### DATA ###

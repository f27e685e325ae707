//! File Backend
//!
//! One file per key inside a cache directory. Files carry no native expiry,
//! so TTL is enforced lazily: an expired record is deleted when it is read.

use std::path::{Path, PathBuf};
use std::sync::Arc;

use async_trait::async_trait;
use serde_json::{json, Map, Value};
use tracing::{debug, warn};
use walkdir::WalkDir;

use crate::cache::{CacheBackend, CacheDriver, CacheMetadata, Clock, StoredRecord};
use crate::config::FileConfig;
use crate::error::{CacheError, Result};

/// Files kept in the cache directory by `clean` so it stays closed to web access.
const PROTECTED_FILES: [&str; 4] = [".htaccess", "index.html", "index.php", "web.config"];

// == File Cache ==
/// Cache backend storing one JSON record per key on disk.
///
/// `delete` returns `false` when the file did not exist.
#[derive(Debug)]
pub struct FileCache {
    cache_path: PathBuf,
    clock: Arc<dyn Clock>,
}

impl FileCache {
    pub fn new(config: &FileConfig, clock: Arc<dyn Clock>) -> Self {
        Self {
            cache_path: config.resolved_path(),
            clock,
        }
    }

    pub fn cache_path(&self) -> &Path {
        &self.cache_path
    }

    // == Key Mapping ==
    /// Maps a key to its file, refusing keys that would leave the directory.
    fn entry_path(&self, key: &str) -> Result<PathBuf> {
        let escapes = key.is_empty()
            || key == "."
            || key == ".."
            || key.contains(['/', '\\', '\0']);
        if escapes {
            return Err(CacheError::InvalidKey(key.to_string()));
        }
        Ok(self.cache_path.join(key))
    }

    // == Read Record ==
    /// Loads a live record, deleting it if its TTL has elapsed.
    async fn read_record(&self, key: &str) -> Result<Option<StoredRecord>> {
        let path = self.entry_path(key)?;
        let raw = match tokio::fs::read(&path).await {
            Ok(raw) => raw,
            Err(e) if e.kind() == std::io::ErrorKind::NotFound => return Ok(None),
            Err(e) => return Err(e.into()),
        };

        let record = StoredRecord::decode(&raw)?;
        if record.is_expired(self.clock.now()) {
            debug!("File cache: '{}' expired, removing {}", key, path.display());
            tokio::fs::remove_file(&path).await?;
            return Ok(None);
        }
        Ok(Some(record))
    }

    async fn write_record(&self, key: &str, value: Value, ttl: u64) -> Result<()> {
        let path = self.entry_path(key)?;
        let record = StoredRecord::new(value, ttl, self.clock.now());
        tokio::fs::write(&path, record.encode()?).await?;

        #[cfg(unix)]
        {
            use std::os::unix::fs::PermissionsExt;
            tokio::fs::set_permissions(&path, std::fs::Permissions::from_mode(0o640)).await?;
        }
        Ok(())
    }

    async fn remove_record(&self, key: &str) -> Result<bool> {
        let path = self.entry_path(key)?;
        match tokio::fs::remove_file(&path).await {
            Ok(()) => Ok(true),
            Err(e) if e.kind() == std::io::ErrorKind::NotFound => Ok(false),
            Err(e) => Err(e.into()),
        }
    }

    // == Clean ==
    /// Deletes every file below the cache directory, keeping directories and
    /// the top-level protective files.
    fn remove_all(root: &Path) -> Result<()> {
        for entry in WalkDir::new(root).min_depth(1) {
            let entry = entry.map_err(|e| CacheError::Backend(format!("walk failed: {e}")))?;
            if entry.file_type().is_dir() {
                continue;
            }
            let protected = entry.depth() == 1
                && entry
                    .file_name()
                    .to_str()
                    .is_some_and(|name| PROTECTED_FILES.contains(&name));
            if !protected {
                std::fs::remove_file(entry.path())?;
            }
        }
        Ok(())
    }

    // == Directory Listing ==
    fn list_files(root: &Path) -> Result<Value> {
        let mut files = Map::new();
        for entry in WalkDir::new(root).min_depth(1).max_depth(1) {
            let entry = entry.map_err(|e| CacheError::Backend(format!("walk failed: {e}")))?;
            if !entry.file_type().is_file() {
                continue;
            }
            let name = entry.file_name().to_string_lossy().into_owned();
            let metadata = entry.metadata().map_err(|e| CacheError::Backend(e.to_string()))?;
            let date = metadata
                .modified()
                .ok()
                .and_then(|t| t.duration_since(std::time::UNIX_EPOCH).ok())
                .map(|d| d.as_secs());

            files.insert(
                name.clone(),
                json!({
                    "name": name,
                    "server_path": entry.path().display().to_string(),
                    "size": metadata.len(),
                    "date": date,
                }),
            );
        }
        Ok(Value::Object(files))
    }
}

#[async_trait]
impl CacheBackend for FileCache {
    fn driver(&self) -> CacheDriver {
        CacheDriver::File
    }

    /// The directory must exist and accept a new file from this process.
    /// Mode bits alone miss ownership and ACLs, so an anonymous temp file is
    /// created and dropped instead.
    fn is_supported(&self) -> bool {
        match std::fs::metadata(&self.cache_path) {
            Ok(meta) if meta.is_dir() => match tempfile::tempfile_in(&self.cache_path) {
                Ok(_) => true,
                Err(e) => {
                    debug!("File cache: {} is not writable: {}", self.cache_path.display(), e);
                    false
                }
            },
            Ok(_) => {
                debug!("File cache: {} is not a directory", self.cache_path.display());
                false
            }
            Err(e) => {
                debug!("File cache: {} unavailable: {}", self.cache_path.display(), e);
                false
            }
        }
    }

    async fn get(&self, key: &str) -> Option<Value> {
        match self.read_record(key).await {
            Ok(record) => record.map(|r| r.value),
            Err(e) => {
                warn!("File cache: failed to read '{}': {}", key, e);
                None
            }
        }
    }

    async fn save(&self, key: &str, value: Value, ttl: u64) -> bool {
        match self.write_record(key, value, ttl).await {
            Ok(()) => true,
            Err(e) => {
                warn!("File cache: failed to write '{}': {}", key, e);
                false
            }
        }
    }

    async fn delete(&self, key: &str) -> bool {
        self.remove_record(key).await.unwrap_or_else(|e| {
            warn!("File cache: failed to delete '{}': {}", key, e);
            false
        })
    }

    async fn clean(&self) -> bool {
        let root = self.cache_path.clone();
        let result = tokio::task::spawn_blocking(move || Self::remove_all(&root))
            .await
            .map_err(CacheError::from)
            .and_then(|inner| inner);

        match result {
            Ok(()) => true,
            Err(e) => {
                warn!("File cache: failed to clean {}: {}", self.cache_path.display(), e);
                false
            }
        }
    }

    async fn cache_info(&self, _kind: Option<&str>) -> Option<Value> {
        let root = self.cache_path.clone();
        let result = tokio::task::spawn_blocking(move || Self::list_files(&root))
            .await
            .map_err(CacheError::from)
            .and_then(|inner| inner);

        result
            .map_err(|e| warn!("File cache: failed to list {}: {}", self.cache_path.display(), e))
            .ok()
    }

    async fn get_metadata(&self, key: &str) -> Option<CacheMetadata> {
        match self.read_record(key).await {
            Ok(record) => record.map(|r| r.metadata()),
            Err(e) => {
                warn!("File cache: failed to read metadata for '{}': {}", key, e);
                None
            }
        }
    }
}
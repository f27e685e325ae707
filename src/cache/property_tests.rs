//! Property-Based Tests for Cache Backends
//!
//! Uses proptest to check the contract every storing backend must honour.

use std::sync::Arc;

use proptest::prelude::*;
use serde_json::{json, Value};
use tempfile::TempDir;
use tokio_test::block_on;

use crate::cache::drivers::{ApcCache, ApcSegment, DummyCache, FileCache, WincacheCache};
use crate::cache::{CacheBackend, ManualClock};
use crate::config::{ApcConfig, FileConfig, WincacheConfig};

// == Test Configuration ==
const START: i64 = 1_700_000_000;

// == Strategies ==
/// Keys safe for every backend, including file names
fn key_strategy() -> impl Strategy<Value = String> {
    "[a-zA-Z0-9_]{1,64}".prop_map(|s| s)
}

/// Scalars, strings and small composites, including `null` and `false`
fn value_strategy() -> impl Strategy<Value = Value> {
    prop_oneof![
        Just(Value::Null),
        any::<bool>().prop_map(Value::from),
        any::<i64>().prop_map(Value::from),
        "[a-zA-Z0-9 ]{0,64}".prop_map(Value::from),
        prop::collection::vec(any::<i32>(), 0..8).prop_map(|v| json!(v)),
        ("[a-z]{1,8}", any::<u16>()).prop_map(|(k, v)| json!({ k: v })),
    ]
}

fn ttl_strategy() -> impl Strategy<Value = u64> {
    prop_oneof![Just(0u64), 1u64..100_000]
}

/// File, APC and WinCache backends sharing one manual clock.
struct Backends {
    _dir: TempDir,
    clock: Arc<ManualClock>,
    file: FileCache,
    apc: ApcCache,
    wincache: WincacheCache,
}

impl Backends {
    fn new() -> Self {
        let dir = TempDir::new().unwrap();
        let clock = Arc::new(ManualClock::new(START));
        let file = FileCache::new(
            &FileConfig {
                cache_path: Some(dir.path().to_path_buf()),
                app_root: None,
            },
            clock.clone(),
        );
        let apc = ApcCache::with_segment(
            Arc::new(ApcSegment::new()),
            &ApcConfig::default(),
            "",
            clock.clone(),
        );
        let wincache = WincacheCache::new(&WincacheConfig::default(), "", clock.clone());
        Self {
            _dir: dir,
            clock,
            file,
            apc,
            wincache,
        }
    }

    fn all(&self) -> [&dyn CacheBackend; 3] {
        [&self.file, &self.apc, &self.wincache]
    }

    /// Backends whose expiry follows the manual clock; moka expires on real time.
    fn clock_driven(&self) -> [&dyn CacheBackend; 2] {
        [&self.file, &self.apc]
    }
}

proptest! {
    #![proptest_config(ProptestConfig::with_cases(64))]

    // Saving then reading before expiry returns the exact value, null included.
    #[test]
    fn prop_roundtrip_storage(
        key in key_strategy(),
        value in value_strategy(),
        ttl in ttl_strategy(),
    ) {
        let backends = Backends::new();
        for backend in backends.all() {
            let (saved, read) = block_on(async {
                let saved = backend.save(&key, value.clone(), ttl).await;
                (saved, backend.get(&key).await)
            });
            prop_assert!(saved);
            prop_assert_eq!(read, Some(value.clone()));
        }
    }

    // After delete, a read reports not found.
    #[test]
    fn prop_delete_removes_entry(key in key_strategy(), value in value_strategy()) {
        let backends = Backends::new();
        for backend in backends.all() {
            let (deleted, read) = block_on(async {
                backend.save(&key, value.clone(), 0).await;
                let deleted = backend.delete(&key).await;
                (deleted, backend.get(&key).await)
            });
            prop_assert!(deleted);
            prop_assert_eq!(read, None);
        }
    }

    // A second save replaces the first.
    #[test]
    fn prop_overwrite_semantics(
        key in key_strategy(),
        first in value_strategy(),
        second in value_strategy(),
    ) {
        let backends = Backends::new();
        for backend in backends.all() {
            let read = block_on(async {
                backend.save(&key, first.clone(), 0).await;
                backend.save(&key, second.clone(), 0).await;
                backend.get(&key).await
            });
            prop_assert_eq!(read, Some(second.clone()));
        }
    }

    // One second past stored_at + ttl the entry is gone.
    #[test]
    fn prop_expired_entries_are_never_returned(
        key in key_strategy(),
        value in value_strategy(),
        ttl in 1u64..100_000,
    ) {
        let backends = Backends::new();
        for backend in backends.clock_driven() {
            let (before, after) = block_on(async {
                backend.save(&key, value.clone(), ttl).await;
                backends.clock.set(START + ttl as i64);
                let before = backend.get(&key).await;
                backends.clock.set(START + ttl as i64 + 1);
                let after = backend.get(&key).await;
                backends.clock.set(START);
                (before, after)
            });
            prop_assert_eq!(before, Some(value.clone()));
            prop_assert_eq!(after, None);
        }
    }

    // Metadata reports expire = stored_at + ttl for saved keys and nothing otherwise.
    #[test]
    fn prop_metadata_expire(
        key in key_strategy(),
        value in value_strategy(),
        ttl in 1u64..100_000,
    ) {
        let backends = Backends::new();
        for backend in backends.all() {
            let (missing, meta) = block_on(async {
                let missing = backend.get_metadata(&key).await;
                backend.save(&key, value.clone(), ttl).await;
                (missing, backend.get_metadata(&key).await)
            });
            prop_assert!(missing.is_none());
            let meta = meta.unwrap();
            prop_assert_eq!(meta.expire, Some(START + ttl as i64));
            prop_assert_eq!(meta.mtime, Some(START));
        }
    }

    // Clean empties the backend for every key written before it.
    #[test]
    fn prop_clean_removes_everything(keys in prop::collection::hash_set(key_strategy(), 1..20)) {
        let backends = Backends::new();
        for backend in backends.all() {
            let leftovers = block_on(async {
                for key in &keys {
                    backend.save(key, json!(key), 0).await;
                }
                backend.clean().await;
                let mut leftovers = 0;
                for key in &keys {
                    if backend.get(key).await.is_some() {
                        leftovers += 1;
                    }
                }
                leftovers
            });
            prop_assert_eq!(leftovers, 0);
        }
    }

    // The dummy backend accepts every write and never returns anything.
    #[test]
    fn prop_dummy_never_stores(
        key in key_strategy(),
        value in value_strategy(),
        ttl in ttl_strategy(),
    ) {
        let cache = DummyCache;
        let (saved, read, deleted) = block_on(async {
            let saved = cache.save(&key, value, ttl).await;
            let read = cache.get(&key).await;
            (saved, read, cache.delete(&key).await)
        });
        prop_assert!(saved);
        prop_assert_eq!(read, None);
        prop_assert!(deleted);
    }
}
//! Cache Entry Module
//!
//! Defines the record stored by backends that pack a value together with its
//! write time and TTL, plus the clock used to judge expiration.

use std::sync::atomic::{AtomicI64, Ordering};

use serde::{Deserialize, Serialize};
use serde_json::Value;

// == Stored Record ==
/// A value together with its write timestamp and TTL.
///
/// `ttl == 0` means the record never expires.
#[derive(Debug, Clone, PartialEq, Serialize, Deserialize)]
#[serde(deny_unknown_fields)]
pub struct StoredRecord {
    /// Write timestamp (Unix seconds)
    pub stored_at: i64,
    /// Time to live in seconds, 0 = no expiration
    pub ttl: u64,
    /// The stored payload
    pub value: Value,
}

impl StoredRecord {
    // == Constructor ==
    /// Creates a record written at `now`.
    pub fn new(value: Value, ttl: u64, now: i64) -> Self {
        Self {
            stored_at: now,
            ttl,
            value,
        }
    }

    // == Expires At ==
    /// Expiration timestamp, or None when the record never expires.
    ///
    /// TTLs beyond the timestamp range saturate at `i64::MAX`.
    pub fn expires_at(&self) -> Option<i64> {
        (self.ttl > 0).then(|| {
            let ttl = i64::try_from(self.ttl).unwrap_or(i64::MAX);
            self.stored_at.saturating_add(ttl)
        })
    }

    // == Is Expired ==
    /// Checks if the record has expired at `now`.
    ///
    /// A record is still live during the second it expires in and becomes
    /// stale once `now` is strictly past `stored_at + ttl`.
    pub fn is_expired(&self, now: i64) -> bool {
        match self.expires_at() {
            Some(expires) => now > expires,
            None => false,
        }
    }

    // == Metadata ==
    /// Builds the metadata view of this record.
    pub fn metadata(&self) -> CacheMetadata {
        CacheMetadata {
            expire: self.expires_at(),
            mtime: Some(self.stored_at),
            value: Some(self.value.clone()),
        }
    }

    // == Encoding ==
    /// Serializes the record for byte-oriented backends.
    pub fn encode(&self) -> serde_json::Result<String> {
        serde_json::to_string(self)
    }

    /// Parses a record; any shape other than the three fields is an error.
    pub fn decode(raw: &[u8]) -> serde_json::Result<Self> {
        serde_json::from_slice(raw)
    }
}

// == Cache Metadata ==
/// Expiration details for a stored key.
#[derive(Debug, Clone, PartialEq, Serialize)]
pub struct CacheMetadata {
    /// Expiration timestamp (Unix seconds), None = never expires
    pub expire: Option<i64>,
    /// Write timestamp (Unix seconds), None when the backend cannot tell
    pub mtime: Option<i64>,
    /// Stored value, when cheaply available
    pub value: Option<Value>,
}

// == Clock ==
/// Source of the current time in Unix seconds.
pub trait Clock: Send + Sync + std::fmt::Debug {
    fn now(&self) -> i64;
}

/// Wall clock.
#[derive(Debug, Default, Clone, Copy)]
pub struct SystemClock;

impl Clock for SystemClock {
    fn now(&self) -> i64 {
        chrono::Utc::now().timestamp()
    }
}

/// Clock that only moves when told to. Used to simulate TTL expiry.
#[derive(Debug)]
pub struct ManualClock {
    now: AtomicI64,
}

impl ManualClock {
    pub fn new(start: i64) -> Self {
        Self {
            now: AtomicI64::new(start),
        }
    }

    /// Moves the clock forward by `secs` seconds.
    pub fn advance(&self, secs: i64) {
        self.now.fetch_add(secs, Ordering::SeqCst);
    }

    pub fn set(&self, now: i64) {
        self.now.store(now, Ordering::SeqCst);
    }
}

impl Clock for ManualClock {
    fn now(&self) -> i64 {
        self.now.load(Ordering::SeqCst)
    }
}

###

▶ [WORK INSTRUCTIONS] Find how many lines of the material carry the string "ErrorKind". Only the number should be in the answer.

▶ [EXERCISE ANSWER] 2